## TASK DIRECTIONS
For the entries below, the expected answer is the line with "let permission = match", the line with "self.error(CatalogProblem::EmptyField(field));", and every line between them, exactly as written, and nothing more.

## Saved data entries
·····

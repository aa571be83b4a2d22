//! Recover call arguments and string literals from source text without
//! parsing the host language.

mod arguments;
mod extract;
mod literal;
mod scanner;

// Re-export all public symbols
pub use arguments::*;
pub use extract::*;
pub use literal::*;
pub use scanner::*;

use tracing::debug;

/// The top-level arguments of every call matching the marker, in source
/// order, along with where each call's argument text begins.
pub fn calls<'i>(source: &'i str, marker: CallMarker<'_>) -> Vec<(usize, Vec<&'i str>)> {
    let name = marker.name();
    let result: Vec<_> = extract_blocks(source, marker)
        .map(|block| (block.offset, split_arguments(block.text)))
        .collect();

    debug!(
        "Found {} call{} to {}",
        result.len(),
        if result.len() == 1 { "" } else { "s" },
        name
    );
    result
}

·····

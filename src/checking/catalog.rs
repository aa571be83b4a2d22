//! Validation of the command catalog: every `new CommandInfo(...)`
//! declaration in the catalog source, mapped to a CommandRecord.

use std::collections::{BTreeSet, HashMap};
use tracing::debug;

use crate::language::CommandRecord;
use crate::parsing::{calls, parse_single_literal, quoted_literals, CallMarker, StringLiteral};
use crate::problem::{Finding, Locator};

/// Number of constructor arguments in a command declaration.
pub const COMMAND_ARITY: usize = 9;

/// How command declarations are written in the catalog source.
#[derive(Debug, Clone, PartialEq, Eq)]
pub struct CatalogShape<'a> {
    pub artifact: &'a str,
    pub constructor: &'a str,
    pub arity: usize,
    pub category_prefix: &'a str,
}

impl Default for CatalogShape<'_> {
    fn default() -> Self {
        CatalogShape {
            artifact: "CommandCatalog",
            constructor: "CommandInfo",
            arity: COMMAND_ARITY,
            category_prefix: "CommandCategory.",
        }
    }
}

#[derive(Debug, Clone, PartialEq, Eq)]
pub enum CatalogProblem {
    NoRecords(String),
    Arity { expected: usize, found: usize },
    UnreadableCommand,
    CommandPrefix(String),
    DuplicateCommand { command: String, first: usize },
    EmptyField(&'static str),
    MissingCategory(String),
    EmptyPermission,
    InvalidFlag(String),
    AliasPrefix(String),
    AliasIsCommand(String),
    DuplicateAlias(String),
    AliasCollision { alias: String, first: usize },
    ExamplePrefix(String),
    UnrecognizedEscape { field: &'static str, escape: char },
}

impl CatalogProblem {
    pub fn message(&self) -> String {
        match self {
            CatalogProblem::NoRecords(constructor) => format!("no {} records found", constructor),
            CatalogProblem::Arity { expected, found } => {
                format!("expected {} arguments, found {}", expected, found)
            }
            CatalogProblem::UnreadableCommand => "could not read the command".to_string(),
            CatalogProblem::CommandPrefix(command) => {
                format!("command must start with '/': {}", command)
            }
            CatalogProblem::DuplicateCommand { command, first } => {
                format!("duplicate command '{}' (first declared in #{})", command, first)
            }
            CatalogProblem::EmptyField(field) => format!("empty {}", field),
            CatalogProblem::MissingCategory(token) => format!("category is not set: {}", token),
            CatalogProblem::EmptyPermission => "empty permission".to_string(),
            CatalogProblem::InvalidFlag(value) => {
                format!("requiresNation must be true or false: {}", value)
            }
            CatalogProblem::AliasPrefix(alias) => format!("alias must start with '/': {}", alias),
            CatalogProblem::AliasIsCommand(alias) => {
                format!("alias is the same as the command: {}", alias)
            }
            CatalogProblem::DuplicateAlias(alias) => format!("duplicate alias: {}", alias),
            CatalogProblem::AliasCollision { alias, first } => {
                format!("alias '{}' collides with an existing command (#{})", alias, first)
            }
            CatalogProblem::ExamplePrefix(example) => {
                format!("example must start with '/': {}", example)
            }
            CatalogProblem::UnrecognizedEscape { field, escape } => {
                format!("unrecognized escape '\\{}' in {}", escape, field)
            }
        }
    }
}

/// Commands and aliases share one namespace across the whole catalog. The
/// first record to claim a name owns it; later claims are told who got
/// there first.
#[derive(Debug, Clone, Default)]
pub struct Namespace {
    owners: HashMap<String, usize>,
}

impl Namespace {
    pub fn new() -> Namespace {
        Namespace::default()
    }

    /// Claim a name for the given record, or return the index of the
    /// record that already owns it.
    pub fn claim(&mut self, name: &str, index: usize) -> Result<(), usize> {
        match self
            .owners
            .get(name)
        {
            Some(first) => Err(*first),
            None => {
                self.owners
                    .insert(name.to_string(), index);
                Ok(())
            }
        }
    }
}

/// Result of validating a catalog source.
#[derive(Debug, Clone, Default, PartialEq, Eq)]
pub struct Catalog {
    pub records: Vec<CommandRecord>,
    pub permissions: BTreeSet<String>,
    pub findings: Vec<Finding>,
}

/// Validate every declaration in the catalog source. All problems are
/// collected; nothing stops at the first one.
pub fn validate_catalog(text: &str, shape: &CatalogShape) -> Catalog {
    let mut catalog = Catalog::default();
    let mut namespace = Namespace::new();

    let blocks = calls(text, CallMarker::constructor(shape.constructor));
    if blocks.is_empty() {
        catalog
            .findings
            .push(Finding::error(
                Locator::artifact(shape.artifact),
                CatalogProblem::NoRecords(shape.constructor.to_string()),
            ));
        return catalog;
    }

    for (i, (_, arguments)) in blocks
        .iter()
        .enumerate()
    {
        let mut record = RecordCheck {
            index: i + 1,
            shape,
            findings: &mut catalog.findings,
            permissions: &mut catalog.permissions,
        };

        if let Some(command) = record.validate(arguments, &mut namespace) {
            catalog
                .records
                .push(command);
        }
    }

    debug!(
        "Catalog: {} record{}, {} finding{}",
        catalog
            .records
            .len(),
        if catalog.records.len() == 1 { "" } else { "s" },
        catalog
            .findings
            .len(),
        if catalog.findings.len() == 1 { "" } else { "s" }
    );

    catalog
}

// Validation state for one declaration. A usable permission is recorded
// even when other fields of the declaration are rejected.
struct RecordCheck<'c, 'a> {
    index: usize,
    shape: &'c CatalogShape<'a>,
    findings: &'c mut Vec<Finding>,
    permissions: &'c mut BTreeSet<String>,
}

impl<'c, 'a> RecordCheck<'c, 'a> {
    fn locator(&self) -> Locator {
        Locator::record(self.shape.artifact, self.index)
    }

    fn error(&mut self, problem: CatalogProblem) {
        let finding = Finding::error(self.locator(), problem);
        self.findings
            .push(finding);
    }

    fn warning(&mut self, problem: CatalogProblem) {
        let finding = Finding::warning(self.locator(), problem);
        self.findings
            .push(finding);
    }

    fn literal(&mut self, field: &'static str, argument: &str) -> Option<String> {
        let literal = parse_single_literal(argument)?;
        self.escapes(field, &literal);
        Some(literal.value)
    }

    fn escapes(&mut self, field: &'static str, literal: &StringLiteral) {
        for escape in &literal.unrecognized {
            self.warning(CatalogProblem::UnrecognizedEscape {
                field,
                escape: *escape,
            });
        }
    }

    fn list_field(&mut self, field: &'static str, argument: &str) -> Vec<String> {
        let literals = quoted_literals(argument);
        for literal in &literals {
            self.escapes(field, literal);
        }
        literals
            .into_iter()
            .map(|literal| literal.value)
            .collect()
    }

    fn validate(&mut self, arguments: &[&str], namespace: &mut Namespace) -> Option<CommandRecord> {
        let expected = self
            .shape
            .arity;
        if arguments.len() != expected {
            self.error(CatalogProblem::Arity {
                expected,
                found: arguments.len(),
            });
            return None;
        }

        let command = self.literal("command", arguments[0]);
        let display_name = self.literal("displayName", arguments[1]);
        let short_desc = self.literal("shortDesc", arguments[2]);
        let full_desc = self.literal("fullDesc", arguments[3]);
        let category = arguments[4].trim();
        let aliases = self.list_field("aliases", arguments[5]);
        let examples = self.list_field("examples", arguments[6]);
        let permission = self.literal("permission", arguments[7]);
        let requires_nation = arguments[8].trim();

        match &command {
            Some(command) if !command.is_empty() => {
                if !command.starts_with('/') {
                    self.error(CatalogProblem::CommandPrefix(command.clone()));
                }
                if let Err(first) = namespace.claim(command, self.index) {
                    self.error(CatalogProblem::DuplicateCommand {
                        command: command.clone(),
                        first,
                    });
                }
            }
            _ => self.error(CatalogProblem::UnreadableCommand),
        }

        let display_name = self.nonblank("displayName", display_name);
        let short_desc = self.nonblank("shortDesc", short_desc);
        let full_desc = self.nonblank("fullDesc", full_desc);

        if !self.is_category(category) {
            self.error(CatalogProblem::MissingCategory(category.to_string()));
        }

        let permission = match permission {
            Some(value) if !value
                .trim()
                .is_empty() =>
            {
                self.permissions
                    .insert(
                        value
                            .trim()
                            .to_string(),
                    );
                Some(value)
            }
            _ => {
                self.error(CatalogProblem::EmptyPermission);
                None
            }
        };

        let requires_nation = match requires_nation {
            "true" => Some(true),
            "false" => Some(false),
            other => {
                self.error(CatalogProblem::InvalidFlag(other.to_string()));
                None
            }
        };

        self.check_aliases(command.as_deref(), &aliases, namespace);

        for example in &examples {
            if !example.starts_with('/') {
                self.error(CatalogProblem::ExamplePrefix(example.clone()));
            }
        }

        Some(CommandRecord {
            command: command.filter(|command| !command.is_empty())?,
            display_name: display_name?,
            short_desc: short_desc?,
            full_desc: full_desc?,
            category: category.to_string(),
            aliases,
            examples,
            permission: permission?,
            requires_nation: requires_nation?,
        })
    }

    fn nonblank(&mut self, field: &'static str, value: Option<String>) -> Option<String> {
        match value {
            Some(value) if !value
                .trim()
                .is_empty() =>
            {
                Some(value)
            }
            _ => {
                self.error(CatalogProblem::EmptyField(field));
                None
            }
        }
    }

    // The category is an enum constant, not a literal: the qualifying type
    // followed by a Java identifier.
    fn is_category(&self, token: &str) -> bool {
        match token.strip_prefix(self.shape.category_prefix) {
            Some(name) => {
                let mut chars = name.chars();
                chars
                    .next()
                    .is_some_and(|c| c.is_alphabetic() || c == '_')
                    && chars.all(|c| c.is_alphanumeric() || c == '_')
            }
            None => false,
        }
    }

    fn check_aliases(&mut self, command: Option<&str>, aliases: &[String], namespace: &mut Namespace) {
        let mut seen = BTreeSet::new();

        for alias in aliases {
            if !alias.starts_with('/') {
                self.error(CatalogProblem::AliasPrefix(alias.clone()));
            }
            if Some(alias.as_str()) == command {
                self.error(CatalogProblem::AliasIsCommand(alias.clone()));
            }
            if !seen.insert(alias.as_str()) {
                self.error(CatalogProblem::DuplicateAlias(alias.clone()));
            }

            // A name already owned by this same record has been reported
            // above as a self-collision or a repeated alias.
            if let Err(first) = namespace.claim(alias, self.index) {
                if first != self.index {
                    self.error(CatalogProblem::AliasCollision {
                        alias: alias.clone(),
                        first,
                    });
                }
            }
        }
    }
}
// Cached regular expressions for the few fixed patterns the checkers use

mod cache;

·····

## RESULT
        let permission = match permission {
            Some(value) if !value
                .trim()
                .is_empty() =>
            {
                self.permissions
                    .insert(
                        value
                            .trim()
                            .to_string(),
                    );
                Some(value)
            }
            _ => {
                self.error(CatalogProblem::EmptyPermission);
                None
            }
        };

        let requires_nation = match requires_nation {
            "true" => Some(true),
            "false" => Some(false),
            other => {
                self.error(CatalogProblem::InvalidFlag(other.to_string()));
                None
            }
        };

        self.check_aliases(command.as_deref(), &aliases, namespace);

        for example in &examples {
            if !example.starts_with('/') {
                self.error(CatalogProblem::ExamplePrefix(example.clone()));
            }
        }

        Some(CommandRecord {
            command: command.filter(|command| !command.is_empty())?,
            display_name: display_name?,
            short_desc: short_desc?,
            full_desc: full_desc?,
            category: category.to_string(),
            aliases,
            examples,
            permission: permission?,
            requires_nation: requires_nation?,
        })
    }

    fn nonblank(&mut self, field: &'static str, value: Option<String>) -> Option<String> {
        match value {
            Some(value) if !value
                .trim()
                .is_empty() =>
            {
                Some(value)
            }
            _ => {
                self.error(CatalogProblem::EmptyField(field));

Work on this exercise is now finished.